System commander Script for troubleshooting Fortinet Infrastructure AP reboot/radio reset issues

Its sometime get tough troubleshooting an AP Reboot issue. While troubleshooting Fortinet WiFi APs, You might need to capture the AP flash event log to identify the cause of reboot. However, some time AP flash space ran out  already storing Maximum logs files(This could happen if AP is Up and running log time in production or there are many events happening in AP that filled up the space soon). In this case you might need to clear those flash log space, so it can store the latest/ fresh log files.

This is needed because you making sure that those are latest logs of the crash/reboot happened.

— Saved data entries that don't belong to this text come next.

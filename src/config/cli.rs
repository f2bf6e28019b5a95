use crate::core::{ReportSink, Subscriber, SubscriberSource};
use crate::domain::model::{Status, SubscriberInput};
use crate::utils::error::Result;
use std::fs;
use std::path::Path;

#[derive(Debug, Clone)]
pub struct LocalSink {
    base_path: String,
}

impl LocalSink {
    pub fn new(base_path: String) -> Self {
        Self { base_path }
    }
}

impl ReportSink for LocalSink {
    fn write_report(&self, name: &str, data: &[u8]) -> Result<()> {
        let full_path = Path::new(&self.base_path).join(name);

        if let Some(parent) = full_path.parent() {
            fs::create_dir_all(parent)?;
        }

        fs::write(full_path, data)?;
        Ok(())
    }
}

/// Reads a JSON array of subscriber rows; every row must pass record
/// construction or the whole fetch fails with the construction error.
#[derive(Debug, Clone)]
pub struct FileSource {
    path: String,
}

impl FileSource {
    pub fn new(path: String) -> Self {
        Self { path }
    }
}

impl SubscriberSource for FileSource {
    fn subscribers(&self) -> Result<Vec<Subscriber>> {
        tracing::debug!("Reading subscriber roster from: {}", self.path);
        let raw = fs::read_to_string(&self.path)?;
        let inputs: Vec<SubscriberInput> = serde_json::from_str(&raw)?;
        tracing::debug!("Parsed {} roster entries", inputs.len());
        inputs.into_iter().map(Subscriber::try_from).collect()
    }
}

/// Built-in sample roster used when no subscriber file is configured.
#[derive(Debug, Clone, Default)]
pub struct DemoRoster;

impl SubscriberSource for DemoRoster {
    fn subscribers(&self) -> Result<Vec<Subscriber>> {
        Ok(vec![
            Subscriber::new("A-1", "US", Status::Trial, 0, 1, 9.99)?,
            Subscriber::new("B-2", "US", Status::Pro, 18, 4, 14.99)?,
            Subscriber::new("C-3", "EU", Status::Student, 6, 2, 12.99)?,
            Subscriber::new("D-4", "CA", Status::Basic, 8, 2, 7.99)?,
            Subscriber::new("E-5", "XX", Status::Basic, 1, 1, 5.99)?,
            Subscriber::new("F-6", "UK", Status::Pro, 2, 1, 9.99)?,
            Subscriber::new("G-7", "US", Status::Pro, 1, 15, 9.99)?,
        ])
    }
}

#You run the following command on AP to clear the old flash logs:

file areaerase logk0 

file areaerase logk1

#You run the following command to read the flashlogs in the AP:

flashcmds show logk0

flashcmds show logk1

However, Incase of big deployments where you cannot run this on each AP separately and  also without causing WIFI service disruption you have to run this at-least on a bunch of AP to save your time. We have something called “system commander” where you will be executing a script to clear those AP flash logs.

Step1:

To use the system commander tool you have to enable telnet on the controller.
FortiWLC# configure terminal

FortiWLC(config)# telnet enable

Step2:

Please create a folder on the c drive of your computer and copy these two files shared on the link below:
https://www.dropbox.com/s/82ir713iegxj0tt/SystemCommandExecutor_Ver14.exe?dl=0

https://www.dropbox.com/s/otrkiobxmhnhq4y/SystemCommands_AP.txt?dl=0

Step3:
Run the following commands from your computer command prompt window.

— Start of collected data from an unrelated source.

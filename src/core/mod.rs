pub mod engine;
pub mod pipeline;
pub mod pricing;
pub mod validation;

pub use crate::domain::model::{BillingReport, Eligibility, Statement, Status, Subscriber};
pub use crate::domain::ports::{ConfigProvider, Pipeline, ReportSink, SubscriberSource};
pub use crate::utils::error::Result;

SYNTAX: cfolder_name SystemCommandExecutor_Ver14.exe -c ipaddressofcontroller-username-password -o 4 -a APMODEL -l 1

Example for AP822s: 

C:\PRAVEEN>SystemCommandExecutor_Ver14.exe -c 192.168.10.3-admin-admin -o 4 -a AP822 -l 1

Explanation:

The folder name is the name of the folder in which you have saved the files(SystemCommands_AP.txt) on c drive. The username and password are the login credentials of the controller. The logs will be saved in the same folder on c drive once the loop is completed.

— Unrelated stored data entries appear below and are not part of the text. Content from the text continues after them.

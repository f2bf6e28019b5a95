use crate::utils::error::{BillingError, Result};
use crate::utils::validation::{require_amount, require_count, require_non_empty};
use serde::{Deserialize, Serialize};
use std::fmt;

#[derive(Debug, Clone, Copy, PartialEq, Eq, Serialize, Deserialize)]
pub enum Status {
    Trial,
    Basic,
    Pro,
    Student,
}

impl fmt::Display for Status {
    fn fmt(&self, f: &mut fmt::Formatter<'_>) -> fmt::Result {
        let name = match self {
            Status::Trial => "Trial",
            Status::Basic => "Basic",
            Status::Pro => "Pro",
            Status::Student => "Student",
        };
        write!(f, "{}", name)
    }
}

/// Immutable subscriber record. Field invariants are enforced by
/// [`Subscriber::new`]; once constructed the record only exposes read access.
#[derive(Debug, Clone, PartialEq, Serialize)]
pub struct Subscriber {
    id: String,
    region: String,
    status: Status,
    tenure_months: u32,
    devices: u32,
    base_price: f64,
}

impl Subscriber {
    /// Builds a validated record. The id and region must be non-empty after
    /// trimming; the region is stored trimmed and upper-cased. Counts and the
    /// base price must be non-negative (the price also finite). Violations
    /// are reported with the offending field name.
    pub fn new(
        id: &str,
        region: &str,
        status: Status,
        tenure_months: i64,
        devices: i64,
        base_price: f64,
    ) -> Result<Self> {
        Ok(Self {
            id: require_non_empty("id", id)?,
            region: require_non_empty("region", region)?.to_uppercase(),
            status,
            tenure_months: require_count("tenure_months", tenure_months)?,
            devices: require_count("devices", devices)?,
            base_price: require_amount("base_price", base_price)?,
        })
    }

    pub fn id(&self) -> &str {
        &self.id
    }

    pub fn region(&self) -> &str {
        &self.region
    }

    pub fn status(&self) -> Status {
        self.status
    }

    pub fn tenure_months(&self) -> u32 {
        self.tenure_months
    }

    pub fn devices(&self) -> u32 {
        self.devices
    }

    pub fn base_price(&self) -> f64 {
        self.base_price
    }

    pub fn has_many_devices(&self) -> bool {
        self.devices > 3
    }

    pub fn is_long_term(&self) -> bool {
        self.tenure_months >= 12
    }

    pub fn is_loyal(&self) -> bool {
        self.tenure_months >= 24
    }
}

/// Raw subscriber row as read from a roster file. Converts into a
/// [`Subscriber`] through the checked constructor only.
#[derive(Debug, Clone, Serialize, Deserialize)]
pub struct SubscriberInput {
    pub id: String,
    pub region: String,
    pub status: Status,
    pub tenure_months: i64,
    pub devices: i64,
    pub base_price: f64,
}

impl TryFrom<SubscriberInput> for Subscriber {
    type Error = BillingError;

    fn try_from(input: SubscriberInput) -> Result<Self> {
        Subscriber::new(
            &input.id,
            &input.region,
            input.status,
            input.tenure_months,
            input.devices,
            input.base_price,
        )
    }
}

/// Outcome of the eligibility rule chain. Not an error: rejection is an
/// expected result and carries the first violated rule's reason.
#[derive(Debug, Clone, PartialEq, Serialize, Deserialize)]
pub struct Eligibility {
    pub eligible: bool,
    pub reason: String,
}

impl Eligibility {
    pub fn pass() -> Self {
        Self {
            eligible: true,
            reason: String::new(),
        }
    }

    pub fn fail(reason: impl Into<String>) -> Self {
        Self {
            eligible: false,
            reason: reason.into(),
        }
    }
}

#[derive(Debug, Clone, PartialEq, Serialize, Deserialize)]
#[serde(tag = "outcome", rename_all = "snake_case")]
pub enum Disposition {
    Billed { total: f64 },
    Rejected { reason: String },
}

#[derive(Debug, Clone, PartialEq, Serialize, Deserialize)]
pub struct Statement {
    pub id: String,
    pub status: Status,
    pub region: String,
    pub disposition: Disposition,
}

impl fmt::Display for Statement {
    fn fmt(&self, f: &mut fmt::Formatter<'_>) -> fmt::Result {
        match &self.disposition {
            // Totals are rounded for display only; the stored value is exact.
            Disposition::Billed { total } => {
                write!(f, "{} [{}/{}] billed {:.2}", self.id, self.status, self.region, total)
            }
            Disposition::Rejected { reason } => {
                write!(f, "{} [{}/{}] rejected: {}", self.id, self.status, self.region, reason)
            }
        }
    }
}

#[derive(Debug, Clone, PartialEq, Serialize, Deserialize)]
pub struct BillingReport {
    pub statements: Vec<Statement>,
}

impl BillingReport {
    pub fn billed_count(&self) -> usize {
        self.statements
            .iter()
            .filter(|s| matches!(s.disposition, Disposition::Billed { .. }))
            .count()
    }

    pub fn rejected_count(&self) -> usize {
        self.statements.len() - self.billed_count()
    }
}

#[cfg(test)]
mod tests {
    use super::*;

    #[test]
    fn test_construction_trims_and_normalizes() {
        let sub = Subscriber::new("  A-1 ", " eu ", Status::Basic, 5, 2, 9.99).unwrap();
        assert_eq!(sub.id(), "A-1");
        assert_eq!(sub.region(), "EU");
    }

    #[test]
    fn test_construction_rejects_empty_identity_fields() {
        assert!(matches!(
            Subscriber::new("", "US", Status::Basic, 1, 1, 1.0),
            Err(BillingError::MissingField { field }) if field == "id"
        ));
        assert!(matches!(
            Subscriber::new("A-1", "  ", Status::Basic, 1, 1, 1.0),
            Err(BillingError::MissingField { field }) if field == "region"
        ));
    }

    #[test]
    fn test_construction_rejects_negative_numerics() {
        assert!(matches!(
            Subscriber::new("A-1", "US", Status::Basic, -1, 1, 1.0),
            Err(BillingError::OutOfRange { field, .. }) if field == "tenure_months"
        ));
        assert!(matches!(
            Subscriber::new("A-1", "US", Status::Basic, 1, -2, 1.0),
            Err(BillingError::OutOfRange { field, .. }) if field == "devices"
        ));
        assert!(matches!(
            Subscriber::new("A-1", "US", Status::Basic, 1, 1, -0.01),
            Err(BillingError::OutOfRange { field, .. }) if field == "base_price"
        ));
    }

    #[test]
    fn test_device_predicate_boundary() {
        let three = Subscriber::new("A-1", "US", Status::Basic, 1, 3, 1.0).unwrap();
        let four = Subscriber::new("A-2", "US", Status::Basic, 1, 4, 1.0).unwrap();
        assert!(!three.has_many_devices());
        assert!(four.has_many_devices());
    }

    #[test]
    fn test_tenure_predicate_boundaries() {
        let cases = [
            (11, false, false),
            (12, true, false),
            (23, true, false),
            (24, true, true),
        ];
        for (tenure, long_term, loyal) in cases {
            let sub = Subscriber::new("A-1", "US", Status::Pro, tenure, 1, 1.0).unwrap();
            assert_eq!(sub.is_long_term(), long_term, "tenure {}", tenure);
            assert_eq!(sub.is_loyal(), loyal, "tenure {}", tenure);
        }
    }

    #[test]
    fn test_input_conversion_goes_through_constructor() {
        let input = SubscriberInput {
            id: "F-6".to_string(),
            region: "uk".to_string(),
            status: Status::Pro,
            tenure_months: 6,
            devices: 1,
            base_price: 20.0,
        };
        let sub = Subscriber::try_from(input).unwrap();
        assert_eq!(sub.region(), "UK");

        let bad = SubscriberInput {
            id: "F-6".to_string(),
            region: "uk".to_string(),
            status: Status::Pro,
            tenure_months: 6,
            devices: -5,
            base_price: 20.0,
        };
        assert!(Subscriber::try_from(bad).is_err());
    }

    #[test]
    fn test_statement_display_rounds_totals() {
        let billed = Statement {
            id: "B-2".to_string(),
            status: Status::Pro,
            region: "US".to_string(),
            disposition: Disposition::Billed { total: 19.77467 },
        };
        assert_eq!(billed.to_string(), "B-2 [Pro/US] billed 19.77");

        let rejected = Statement {
            id: "E-5".to_string(),
            status: Status::Basic,
            region: "XX".to_string(),
            disposition: Disposition::Rejected {
                reason: "Region 'XX' is not supported".to_string(),
            },
        };
        assert_eq!(
            rejected.to_string(),
            "E-5 [Basic/XX] rejected: Region 'XX' is not supported"
        );
    }
}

If you look at the syntax it has AP model mentioned in that so please choose the AP model accordingly, depending on for which AP you want to collect the logs.
* For any and all AP reboots we need to run this to gather AP reboot logs (file areaerase logk0/logk1)
* After collecting Disable Telnet

1. On the command prompt we need to specify AP model. Since we can only collect with particular AP type. If customer has mixed AP environment we need to collect separately for each AP model.
2. If we have any AP which is disable offline. Make sure to delete that entry before running System commander, since loop will end at that point and we don’t have option to start again from there. (Ex: If we have 100 AP on network and AP ID 44 is offline, loop will end at AP Id 44)

Addon :You can add more commands on the script file(SystemCommands_AP.txt) to execute and get to collect a dump of those command output’s too.

 

 

How to check why FortiAP got Offline from FortiGate

If the AP lost its channel connection with FortiGate you can check to see if the AP has just lost the contact with firewall missing the heartbeat or if has got rebooted for any reason.

Points to remember:

*Forti AP reboot only if has any power issue.

*FortiAP had any Software crash or kernal panic.

>>Following command on FortiGate can give you an idea why the AP is offline in FortiGate:

 

#Scene 1 :If the AP is offline because of any operation initiated from controller/FortiGate (changes that needs a AP reboot)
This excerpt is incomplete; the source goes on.